EM : C’est le moment de vérité. D’abord, sur le plan sanitaire vous avez raison. Nous étions tous sous stress des matériaux qui ne sont pas produits chez nous. Et donc on a tous été… C’était très dur d’aider l’Italie quand le choc arrivait sur le plan des matériels parce qu’on en manquait tous. Alors on en a fait des gestes, nous on a livré plusieurs millions de masques aux Italiens. Nous on s’est engagé, moi je livrerai des respirateurs. Et donc on a eu la solidarité.
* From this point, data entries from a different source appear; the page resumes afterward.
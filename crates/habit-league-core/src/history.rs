//! Append-only history of point changes.
//!
//! Each record stores the balance a mutation produced together with the
//! signed delta that produced it. Records are only ever written inside the
//! ledger's transaction, so a record is never visible without its balance.

use chrono::{DateTime, NaiveDate, SecondsFormat, Utc};
use rusqlite::{params, Connection};
use serde::{Deserialize, Serialize};

use crate::error::Result;

/// What caused a point change.
#[derive(Debug, Clone, Copy, PartialEq, Eq, Serialize, Deserialize)]
#[serde(rename_all = "snake_case")]
pub enum RecordSource {
    /// A habit completion or a manual delta
    Habit,
    /// League upkeep charged by reconciliation
    LeagueCost,
}

impl RecordSource {
    fn as_str(self) -> &'static str {
        match self {
            RecordSource::Habit => "habit",
            RecordSource::LeagueCost => "league_cost",
        }
    }

    fn parse(s: &str) -> Self {
        match s {
            "league_cost" => RecordSource::LeagueCost,
            _ => RecordSource::Habit,
        }
    }
}

#[derive(Debug, Clone, PartialEq, Eq, Serialize, Deserialize)]
pub struct HistoryRecord {
    pub id: i64,
    /// Balance after the change.
    pub points: i64,
    pub delta: i64,
    pub source: RecordSource,
    pub created_at: DateTime<Utc>,
}

/// Net change and closing balance for one UTC calendar day.
#[derive(Debug, Clone, PartialEq, Eq, Serialize, Deserialize)]
pub struct DailyPoints {
    pub date: NaiveDate,
    pub delta: i64,
    pub closing_points: i64,
}

/// Fixed-width RFC 3339 so text ordering in SQL matches time ordering.
pub(crate) fn format_timestamp(at: DateTime<Utc>) -> String {
    at.to_rfc3339_opts(SecondsFormat::Micros, true)
}

fn parse_datetime_fallback(dt_str: &str) -> DateTime<Utc> {
    DateTime::parse_from_rfc3339(dt_str)
        .map(|dt| dt.with_timezone(&Utc))
        .unwrap_or_default()
}

fn row_to_record(row: &rusqlite::Row) -> rusqlite::Result<HistoryRecord> {
    let source: String = row.get(3)?;
    let created_at: String = row.get(4)?;
    Ok(HistoryRecord {
        id: row.get(0)?,
        points: row.get(1)?,
        delta: row.get(2)?,
        source: RecordSource::parse(&source),
        created_at: parse_datetime_fallback(&created_at),
    })
}

/// History log over a borrowed connection (or an open transaction).
pub struct HistoryLog<'c> {
    conn: &'c Connection,
}

impl<'c> HistoryLog<'c> {
    pub fn new(conn: &'c Connection) -> Self {
        Self { conn }
    }

    /// Append a record and return its id.
    pub fn append(
        &self,
        points: i64,
        delta: i64,
        source: RecordSource,
        at: DateTime<Utc>,
    ) -> Result<i64> {
        self.conn.execute(
            "INSERT INTO records (points, delta, source, created_at) VALUES (?1, ?2, ?3, ?4)",
            params![points, delta, source.as_str(), format_timestamp(at)],
        )?;
        Ok(self.conn.last_insert_rowid())
    }

    /// All records, oldest first.
    pub fn list(&self) -> Result<Vec<HistoryRecord>> {
        let mut stmt = self.conn.prepare(
            "SELECT id, points, delta, source, created_at FROM records
             ORDER BY created_at ASC, id ASC",
        )?;
        let rows = stmt.query_map([], row_to_record)?;
        let mut records = Vec::new();
        for row in rows {
            records.push(row?);
        }
        Ok(records)
    }

    /// Number of records.
    pub fn count(&self) -> Result<usize> {
        let n: i64 = self
            .conn
            .query_row("SELECT COUNT(*) FROM records", [], |row| row.get(0))?;
        Ok(n as usize)
    }

    /// Delete every record in one transaction. Returns how many were removed.
    ///
    /// The balance row is not touched.
    pub fn reset_all(&self) -> Result<usize> {
        let tx = self.conn.unchecked_transaction()?;
        let deleted = tx.execute("DELETE FROM records", [])?;
        tx.commit()?;
        tracing::info!(deleted, "history reset");
        Ok(deleted)
    }

    /// Per-day net delta and closing balance, oldest day first.
    pub fn daily_totals(&self) -> Result<Vec<DailyPoints>> {
        let mut days: Vec<DailyPoints> = Vec::new();
        for record in self.list()? {
            let date = record.created_at.date_naive();
            match days.last_mut() {
                Some(day) if day.date == date => {
                    day.delta += record.delta;
                    day.closing_points = record.points;
                }
                _ => days.push(DailyPoints {
                    date,
                    delta: record.delta,
                    closing_points: record.points,
                }),
            }
        }
        Ok(days)
    }
}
Moi je m’enorgueillis que la France n’ai pas fermé sa frontière avec l’Italie. A aucun moment nous n’avons cédé à cela, ce que d’autres ont fait, je le regrette. Parce que je considère que d’abord ça ne sert à rien et on doit cette solidarité au peuple Italien. Mais au moment où le choc est arrivé d’abord en Lombardie puis dans le reste de l’Italie, c’était très dur d’avoir… Il aurait fallu le faire au fond à ce moment-là, mais même l’Italie n’a pas pu l’organiser comme ça, un transfert de patients vers d’autres régions qui étaient moins touchées.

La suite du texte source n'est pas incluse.